- WORK TO COMPLETE -
Would you write out, word for word, each line of the records below from the top through the one holding "run of spaces/tabs"?

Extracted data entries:
━━━━━━━━━━

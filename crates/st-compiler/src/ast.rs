//! The AST the parser builds and the code generator walks.
//!
//! One `Vec<Chunk>` describes either a whole template body or a sub-template
//! body; both are compiled the same way (see `codegen::compile_chunks`).

use st_core::Span;

#[derive(Clone, Debug, PartialEq)]
pub enum Chunk {
    Text(String),
    /// A run of spaces/tabs at column 0. Demoted to literal `Text` by the
    /// code generator unless it is immediately followed by exactly one
    /// `Expr` chunk and then a `Newline` or the end of the chunk list
    /// (drives `INDENT`/`DEDENT` emission).
    Indent(String),
    Newline,
    Comment,
    Expr(ExprStmt),
    If(IfStmt),
}

/// One `<...>` expression hole: one or more comma-separated source
/// expressions, an optional `:` map-template list, and optional options.
#[derive(Clone, Debug, PartialEq)]
pub struct ExprStmt {
    pub sources: Vec<Expr>,
    pub targets: Vec<TemplateRef>,
    pub options: Options,
    pub span: Span,
}

#[derive(Clone, Debug, PartialEq)]
pub struct IfStmt {
    /// `if` branch followed by any number of `elseif` branches.
    pub branches: Vec<(Expr, Vec<Chunk>)>,
    pub else_branch: Option<Vec<Chunk>>,
}

/// A template reference used as a map target: either a call to a named
/// template (possibly with args already bound) or an inline sub-template.
#[derive(Clone, Debug, PartialEq)]
pub enum TemplateRef {
    Named { path: String, args: Vec<Arg>, is_super: bool },
    Anon(SubTemplate),
}

#[derive(Clone, Debug, PartialEq)]
pub struct SubTemplate {
    pub params: Vec<String>,
    pub body: Vec<Chunk>,
    pub span: Span,
}

#[derive(Clone, Debug, PartialEq)]
pub enum Arg {
    Positional(Expr),
    Named(String, Expr),
    /// `...` passthrough: forward every attribute in scope that the
    /// callee declares and the caller did not explicitly bind.
    Ellipsis,
}

#[derive(Clone, Debug, PartialEq, Default)]
pub struct Options {
    pub separator: Option<Box<Expr>>,
    pub null: Option<Box<Expr>>,
    pub wrap: Option<Box<Expr>>,
    pub anchor: bool,
    pub format: Option<Box<Expr>>,
}

impl Options {
    pub fn is_empty(&self) -> bool {
        self.separator.is_none()
            && self.null.is_none()
            && self.wrap.is_none()
            && !self.anchor
            && self.format.is_none()
    }
}

#[derive(Clone, Copy, Debug, PartialEq, Eq)]
pub enum BuiltinFunc {
    First,
    Last,
    Rest,
    Trunc,
    Strip,
    Trim,
    Length,
    StrLen,
    Reverse,
}

impl BuiltinFunc {
    pub fn from_name(name: &str) -> Option<Self> {
        Some(match name {
            "first" => Self::First,
            "last" => Self::Last,
            "rest" => Self::Rest,
            "trunc" => Self::Trunc,
            "strip" => Self::Strip,
            "trim" => Self::Trim,
            "length" => Self::Length,
            "strlen" => Self::StrLen,
            "reverse" => Self::Reverse,
            _ => return None,
        })
    }
}

#[derive(Clone, Debug, PartialEq)]
pub enum Expr {
    Str(String),
    True,
    False,
    /// `a`, or the first step of a property chain `a.b.c`.
    Attr(String),
    /// `a.b` — property access on the value of `base`.
    Prop { base: Box<Expr>, name: String },
    /// `a.(expr)` — indirect property access.
    PropInd { base: Box<Expr>, name: Box<Expr> },
    /// `(expr)` used in name position, e.g. `<(expr)()>` or `<(expr)>`.
    Indirect(Box<Expr>),
    Call { path: String, args: Vec<Arg>, is_super: bool },
    /// `<(expr)(args)>` — the template name itself is computed.
    IndirectCall { name: Box<Expr>, args: Vec<Arg> },
    Func { func: BuiltinFunc, arg: Box<Expr> },
    Not(Box<Expr>),
    And(Box<Expr>, Box<Expr>),
    Or(Box<Expr>, Box<Expr>),
    SubTemplate(SubTemplate),
    /// `@region()` reference.
    Region { owner: Option<String>, name: String },
}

━━━━━━━━━━

- ANSWER TO THE EXERCISE -
filename crates/st-compiler/src/ast.rs
//! The AST the parser builds and the code generator walks.
//!
//! One `Vec<Chunk>` describes either a whole template body or a sub-template
//! body; both are compiled the same way (see `codegen::compile_chunks`).

use st_core::Span;

#[derive(Clone, Debug, PartialEq)]
pub enum Chunk {
    Text(String),
    /// A run of spaces/tabs at column 0. Demoted to literal `Text` by the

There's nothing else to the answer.